▶ TASK GOAL
State the number of lines in the records that contain "CapturePolicy", with no other words.

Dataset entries
Content starts

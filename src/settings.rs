use anyhow::{Context, Result};
use serde::{Deserialize, Serialize};
use std::{
    fs,
    path::PathBuf,
    sync::{RwLock, RwLockReadGuard, RwLockWriteGuard},
};

use crate::sleep::TrackingConfig;

// Set to true to enable verbose logging in this module
const ENABLE_LOGS: bool = true;

use crate::log_warn;

/// Ambient-sound player preferences.
#[derive(Debug, Clone, Copy, Serialize, Deserialize, PartialEq)]
#[serde(rename_all = "camelCase", default)]
pub struct SoundSettings {
    /// 0.0 to 1.0.
    pub volume: f32,
    pub muted: bool,
}

impl Default for SoundSettings {
    fn default() -> Self {
        Self {
            volume: 0.7,
            muted: false,
        }
    }
}

impl SoundSettings {
    /// Volume to hand the player, honouring mute.
    pub fn effective_volume(&self) -> f32 {
        if self.muted {
            0.0
        } else {
            self.volume.clamp(0.0, 1.0)
        }
    }
}

#[derive(Debug, Clone, Default, Serialize, Deserialize)]
#[serde(rename_all = "camelCase", default)]
struct UserSettings {
    tracking: TrackingConfig,
    sounds: SoundSettings,
}

/// Persisted tunables, kept in `settings.json` next to the database.
pub struct SettingsStore {
    path: PathBuf,
    data: RwLock<UserSettings>,
}

impl SettingsStore {
    pub fn new(path: PathBuf) -> Result<Self> {
        let data = if path.exists() {
            let contents = fs::read_to_string(&path)
                .with_context(|| format!("Failed to read settings from {}", path.display()))?;
            serde_json::from_str(&contents).unwrap_or_else(|err| {
                log_warn!("Ignoring unreadable settings in {}: {err}", path.display());
                UserSettings::default()
            })
        } else {
            UserSettings::default()
        };

        Ok(Self {
            path,
            data: RwLock::new(data),
        })
    }

    pub fn tracking(&self) -> TrackingConfig {
        self.read().tracking.clone()
    }

    pub fn sounds(&self) -> SoundSettings {
        self.read().sounds
    }

    /// Replace the sound preferences and write the file straight away.
    pub fn update_sounds(&self, sounds: SoundSettings) -> Result<()> {
        let mut guard = self.write();
        guard.sounds = SoundSettings {
            volume: sounds.volume.clamp(0.0, 1.0),
            ..sounds
        };
        self.persist(&guard)
    }

    fn persist(&self, data: &UserSettings) -> Result<()> {
        let serialized = serde_json::to_string_pretty(data)?;
        fs::write(&self.path, serialized)
            .with_context(|| format!("Failed to write settings to {}", self.path.display()))
    }

    fn read(&self) -> RwLockReadGuard<'_, UserSettings> {
        match self.data.read() {
            Ok(guard) => guard,
            Err(poisoned) => poisoned.into_inner(),
        }
    }

    fn write(&self) -> RwLockWriteGuard<'_, UserSettings> {
        match self.data.write() {
            Ok(guard) => guard,
            Err(poisoned) => poisoned.into_inner(),
        }
    }
}

#[cfg(test)]
mod tests {
    use super::*;
    use crate::sleep::CapturePolicy;

    #[test]
    fn missing_file_yields_defaults() {
        let dir = tempfile::tempdir().unwrap();
        let store = SettingsStore::new(dir.path().join("settings.json")).unwrap();
        assert_eq!(store.tracking(), TrackingConfig::default());
    }

    #[test]
    fn sound_updates_persist_across_reopen() {
        let dir = tempfile::tempdir().unwrap();
        let path = dir.path().join("settings.json");
        fs::write(&path, r#"{ "tracking": { "inFlightCapture": "keep" } }"#).unwrap();

        let store = SettingsStore::new(path.clone()).unwrap();
        assert_eq!(store.sounds(), SoundSettings::default());
        store
            .update_sounds(SoundSettings {
                volume: 1.4,
                muted: true,
            })
            .unwrap();

        let reopened = SettingsStore::new(path).unwrap();
        assert_eq!(
            reopened.sounds(),
            SoundSettings {
                volume: 1.0,
                muted: true
            }
        );
        // Writing sounds leaves the tracking section intact.
        assert_eq!(reopened.tracking().in_flight_capture, CapturePolicy::Keep);
    }

    #[test]
    fn mute_silences_without_forgetting_volume() {
        let sounds = SoundSettings {
            volume: 0.4,
            muted: true,
        };
        assert_eq!(sounds.effective_volume(), 0.0);
        assert_eq!(
            SoundSettings {
                muted: false,
                ..sounds
            }
            .effective_volume(),
            0.4
        );
        assert_eq!(SoundSettings::default().effective_volume(), 0.7);
    }

    #[test]
    fn partial_file_fills_in_defaults() {
        let dir = tempfile::tempdir().unwrap();
        let path = dir.path().join("settings.json");
        fs::write(&path, r#"{ "tracking": { "clipDurationSecs": 20 } }"#).unwrap();

        let tracking = SettingsStore::new(path).unwrap().tracking();
        assert_eq!(tracking.clip_duration_secs, 20);
        assert_eq!(tracking.sample_interval_ms, 100);
        assert_eq!(tracking.in_flight_capture, CapturePolicy::Discard);
    }

    #[test]
    fn garbage_file_falls_back_to_defaults() {
        let dir = tempfile::tempdir().unwrap();
        let path = dir.path().join("settings.json");
        fs::write(&path, "not json at all").unwrap();

        assert_eq!(SettingsStore::new(path).unwrap().tracking(), TrackingConfig::default());
    }
}
pub mod kv;
pub mod sessions;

Content ends

▶ SOLUTION FOR THIS EXERCISE
3